EXERCISE AIM: Below are some records. How many of their lines contain the string "source"? Answer with the number alone.

DATA FOR THIS EXERCISE:
use std::sync::Arc;
use std::time::Instant;

use axum::Json;
use axum::extract::{Query, Request, State};
use axum::http::StatusCode;
use axum::middleware::{self, Next};
use axum::response::{IntoResponse, Response};
use axum::routing::get;
use tokio::net::UnixListener;
use tower_http::catch_panic::CatchPanicLayer;

use crate::clock::{StartTime, format_duration};
use crate::source::FactSource;

pub mod compose;
pub mod models;

/// Immutable state shared by all handlers.
#[derive(Clone)]
pub struct AppState {
    start: StartTime,
    source: Arc<dyn FactSource>,
}

impl AppState {
    pub fn new(start: StartTime, source: Arc<dyn FactSource>) -> Self {
        Self { start, source }
    }
}

/// Raw query pairs in request order. Repeated keys are kept so that a
/// duplicate parameter never rejects the request.
type QueryPairs = Query<Vec<(String, String)>>;

/// First value of `key`, or an empty string when absent.
fn first_param(pairs: Vec<(String, String)>, key: &str) -> String {
    pairs
        .into_iter()
        .find(|(name, _)| name == key)
        .map(|(_, value)| value)
        .unwrap_or_default()
}

async fn root() -> Response {
    Json(compose::root()).into_response()
}

async fn health(State(state): State<AppState>) -> Response {
    Json(compose::health(state.start)).into_response()
}

async fn info(State(state): State<AppState>) -> Response {
    blocking(move || compose::info(state.source.as_ref(), state.start)).await
}

async fn env(Query(pairs): QueryPairs) -> Response {
    Json(compose::env(first_param(pairs, "filter"))).into_response()
}

async fn system(State(state): State<AppState>) -> Response {
    blocking(move || compose::system(state.source.as_ref())).await
}

async fn filesystem(State(state): State<AppState>, Query(pairs): QueryPairs) -> Response {
    let path = first_param(pairs, "path");
    blocking(move || compose::filesystem(state.source.as_ref(), &path)).await
}

async fn processes(State(state): State<AppState>) -> Response {
    blocking(move || compose::processes(state.source.as_ref())).await
}

async fn network(State(state): State<AppState>) -> Response {
    blocking(move || compose::network(state.source.as_ref())).await
}

/// Runs a composer on the blocking pool; collectors read files and spawn
/// processes.
async fn blocking<F, T>(compose: F) -> Response
where
    F: FnOnce() -> T + Send + 'static,
    T: serde::Serialize + Send + 'static,
{
    match tokio::task::spawn_blocking(compose).await {
        Ok(body) => Json(body).into_response(),
        Err(err) => {
            log::error!("diagnostic task failed: {}", err);
            (StatusCode::INTERNAL_SERVER_ERROR, "diagnostic task failed").into_response()
        }
    }
}

async fn log_request(request: Request, next: Next) -> Response {
    let method = request.method().clone();
    let uri = request.uri().clone();
    let started = Instant::now();
    let response = next.run(request).await;
    log::info!(
        "method={}, uri={}, status={}, latency={}",
        method,
        uri,
        response.status().as_u16(),
        format_duration(started.elapsed())
    );
    response
}

/// Builds the routing table for all diagnostic endpoints.
pub fn router(state: AppState) -> axum::Router {
    axum::Router::new()
        .route("/", get(root))
        .route("/health", get(health))
        .route("/info", get(info))
        .route("/env", get(env))
        .route("/system", get(system))
        .route("/filesystem", get(filesystem))
        .route("/processes", get(processes))
        .route("/network", get(network))
        .layer(CatchPanicLayer::new())
        .layer(middleware::from_fn(log_request))
        .with_state(state)
}

pub struct APIServer {
    router: axum::Router,
}

impl APIServer {
    pub fn new(state: AppState) -> Self {
        Self {
            router: router(state),
        }
    }

    /// Serves requests on `listener` until `shutdown` resolves, then waits for
    /// in-flight requests to finish.
    pub async fn serve(
        self,
        listener: UnixListener,
        shutdown: impl Future<Output = ()> + Send + 'static,
    ) -> std::io::Result<()> {
        axum::serve(listener, self.router)
            .with_graceful_shutdown(shutdown)
            .await
    }
}
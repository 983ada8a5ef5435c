//! Parser for `os-release(5)` files.

use std::collections::BTreeMap;
use std::path::Path;

use crate::fsutil::FileReadError;
use crate::source::FactSource;

pub const OS_RELEASE_PATH: &str = "/etc/os-release";

/// Reads and parses [`OS_RELEASE_PATH`].
///
/// # Errors
///
/// Returns a [`FileReadError`] if the file cannot be read.
pub fn collect(source: &dyn FactSource) -> Result<BTreeMap<String, String>, FileReadError> {
    let text = source.read_file(Path::new(OS_RELEASE_PATH))?;
    Ok(parse(&text))
}

/// Parses `KEY=VALUE` lines.
///
/// Blank lines, lines starting with `#` and lines without `=` are skipped.
/// Surrounding double quotes are stripped from values.
pub fn parse(text: &str) -> BTreeMap<String, String> {
    text.lines()
        .filter(|line| !line.trim().is_empty() && !line.starts_with('#'))
        .filter_map(|line| line.split_once('='))
        .map(|(key, value)| (key.to_owned(), value.trim_matches('"').to_owned()))
        .collect()
}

SOLUTION: 12